I would like to thank to my supervisor Mr. Kevin O’HARA for all guidance, help and supports
provided by him during my study.
I would also like to thank to Mr. Brett EMERSON, Mr. Sevket SARAL, Mr. Tolga
OZBAYAZITOGLU, Mr. Mustafa ORAK and to all Bridgestone family.
I would specially like to thank to my wife, Mrs. Ilkay KURT KOYMEN for her supporting
during my whole MBA study and being part of my life.
3. ABSTRACT
This research critically evaluates the international pricing issue of multinational
corporations, which operates across countries, based on the factors that have impacts on
global pricing decision making in the context of differentiated or similar characteristics of
countries. In order to achieving ultimate objective, the case of Bridgestone Corporation’s
two subsidiaries, which are Bridgestone UK and Bridgestone Turkey, was used.
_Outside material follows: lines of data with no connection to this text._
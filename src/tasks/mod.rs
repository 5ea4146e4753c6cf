use std::fmt;
use std::path::PathBuf;
use std::sync::atomic::{AtomicU64, Ordering};

use serde::{Deserialize, Serialize};

use crate::queues::Schedulable;
use crate::server::ConnectionId;

/// Scheduling class; the derived order makes `High` the greatest.
#[derive(
    Clone, Copy, Debug, Default, Deserialize, Serialize, PartialEq, Eq, PartialOrd, Ord, Hash,
)]
#[serde(rename_all = "UPPERCASE")]
pub enum Priority {
    Low,
    #[default]
    Normal,
    High,
}

impl Priority {
    pub fn parse(raw: &str) -> Option<Self> {
        match raw.to_ascii_uppercase().as_str() {
            "HIGH" => Some(Self::High),
            "NORMAL" => Some(Self::Normal),
            "LOW" => Some(Self::Low),
            _ => None,
        }
    }

    pub fn as_str(self) -> &'static str {
        match self {
            Self::High => "HIGH",
            Self::Normal => "NORMAL",
            Self::Low => "LOW",
        }
    }
}

impl fmt::Display for Priority {
    fn fmt(&self, f: &mut fmt::Formatter<'_>) -> fmt::Result {
        f.write_str(self.as_str())
    }
}

#[derive(Clone, Copy, Debug, PartialEq, Eq, Hash)]
pub enum CommandKind {
    Signup,
    Login,
    Upload,
    List,
    Download,
    Delete,
}

impl CommandKind {
    pub const ALL: [Self; 6] = [
        Self::Signup,
        Self::Login,
        Self::Upload,
        Self::List,
        Self::Download,
        Self::Delete,
    ];

    pub fn verb(self) -> &'static str {
        match self {
            Self::Signup => "SIGNUP",
            Self::Login => "LOGIN",
            Self::Upload => "UPLOAD",
            Self::List => "LIST",
            Self::Download => "DOWNLOAD",
            Self::Delete => "DELETE",
        }
    }

    pub fn from_verb(verb: &str) -> Option<Self> {
        Self::ALL
            .into_iter()
            .find(|kind| kind.verb().eq_ignore_ascii_case(verb))
    }

    pub fn usage(self) -> &'static str {
        match self {
            Self::Signup => "SIGNUP <user> <pass> [PRIORITY]",
            Self::Login => "LOGIN <user> <pass>",
            Self::Upload => "UPLOAD <user> <filename> <size> <src>",
            Self::List => "LIST <user>",
            Self::Download => "DOWNLOAD <user> <filename>",
            Self::Delete => "DELETE <user> <filename>",
        }
    }

    pub fn default_priority(self) -> Priority {
        match self {
            Self::Signup | Self::Login | Self::Delete => Priority::High,
            Self::Upload | Self::Download => Priority::Normal,
            Self::List => Priority::Low,
        }
    }

    /// Account-bound commands may have their priority replaced by the
    /// account's stored priority; SIGNUP and LOGIN always run as HIGH.
    pub fn honours_account_priority(self) -> bool {
        !matches!(self, Self::Signup | Self::Login)
    }
}

impl fmt::Display for CommandKind {
    fn fmt(&self, f: &mut fmt::Formatter<'_>) -> fmt::Result {
        f.write_str(self.verb())
    }
}

#[derive(Clone, Debug, PartialEq, Eq)]
pub enum Command {
    Signup {
        username: String,
        password: String,
        priority: Priority,
    },
    Login {
        username: String,
        password: String,
    },
    Upload {
        username: String,
        filename: String,
        size: u64,
        source: PathBuf,
    },
    List {
        username: String,
    },
    Download {
        username: String,
        filename: String,
    },
    Delete {
        username: String,
        filename: String,
    },
}

impl Command {
    pub fn kind(&self) -> CommandKind {
        match self {
            Self::Signup { .. } => CommandKind::Signup,
            Self::Login { .. } => CommandKind::Login,
            Self::Upload { .. } => CommandKind::Upload,
            Self::List { .. } => CommandKind::List,
            Self::Download { .. } => CommandKind::Download,
            Self::Delete { .. } => CommandKind::Delete,
        }
    }

    pub fn username(&self) -> &str {
        match self {
            Self::Signup { username, .. }
            | Self::Login { username, .. }
            | Self::Upload { username, .. }
            | Self::List { username }
            | Self::Download { username, .. }
            | Self::Delete { username, .. } => username,
        }
    }
}

/// One raw command line read by an acceptor, waiting to be parsed.
#[derive(Clone, Debug, PartialEq, Eq)]
pub struct ClientTask {
    pub connection_id: ConnectionId,
    pub raw_command: String,
    pub arrival_seq: u64,
}

/// A parsed, priority-tagged unit of work. Immutable once enqueued.
#[derive(Clone, Debug, PartialEq, Eq)]
pub struct Task {
    pub command: Command,
    pub priority: Priority,
    pub connection_id: ConnectionId,
    pub arrival_seq: u64,
}

impl Task {
    pub fn kind(&self) -> CommandKind {
        self.command.kind()
    }
}

impl Schedulable for Task {
    fn priority(&self) -> Priority {
        self.priority
    }

    fn arrival_seq(&self) -> u64 {
        self.arrival_seq
    }
}

/// Monotonic arrival counter shared by all acceptors.
#[derive(Debug, Default)]
pub struct ArrivalClock {
    next: AtomicU64,
}

impl ArrivalClock {
    pub fn new() -> Self {
        Self::default()
    }

    pub fn tick(&self) -> u64 {
        self.next.fetch_add(1, Ordering::SeqCst)
    }
}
This research has been based on different theories behind international pricing which is
industrial economics theory, contingency theory, and corporation’s resources theory. In the
context of industrial economics theory, it is found that Bridgestone is using benchmark
pricing strategy. Meanwhile, Bridgestone has been taking into consideration of price
fairness because of its distribution channel structure, competition laws, and entry barriers.
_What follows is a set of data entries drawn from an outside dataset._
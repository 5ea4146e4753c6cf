use std::process;

pub fn ensure_posix_or_exit() {
    if !cfg!(unix) {
        eprintln!("unsupported platform: vaultline is intended for POSIX systems");
        process::exit(2);
    }
}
On the other hand, costs, especially raw material costs, in which whole tyre manufacturers
have lack of control, hugely impact pricing. Additionally, the labour costs and transportation
costs have caused becoming a competitive disadvantage for Bridgestone over its
competitors, especially low cost Asian tyre manufacturers when pricing. In the context of
contingency theory, Bridgestone has a tendency of adapting its pricing policy through
leaving it to local managements in each country in the case of different factors of locals. The
company has provided the opportunities of higher availability of quick and deeper market
analysis and response, deeper penetration of local markets, better understanding of
significant differences of local markets, easier to get new ideas, opportunities and
innovations, and using the motivation of local management. Meanwhile, the strong
communication between headquarters and its local subsidiaries has provided the correct
implementation of the pricing policy. In the contexts of corporation’s resources theory,
Bridgestone has a tendency of making investments on branding, and brand awareness that
provide the most competitive advantages which cannot be imitated by its competitors. On
the other hand, original equipment impact which provides reinforcing on the choice of end
user’s tyre replacement decision with the same brand already fitted on the passenger car is
being taken into consideration. On the other hand, again in the light of competitive
advantages of corporation, it is clearly observed that Bridgestone has made investments on
environmental friendliness, being safer for consumers’ family life, social responsibility
campaigns, and after sales conveniences for customers in order to create positive
differentiations, to provide emotional connections with consumers, to win the emotional
branding race, and to sustain its leadership due to setting higher prices for its products over
its competitors.
Keywords: International pricing issue, factors that affect international pricing, international
pricing in multinational corporations.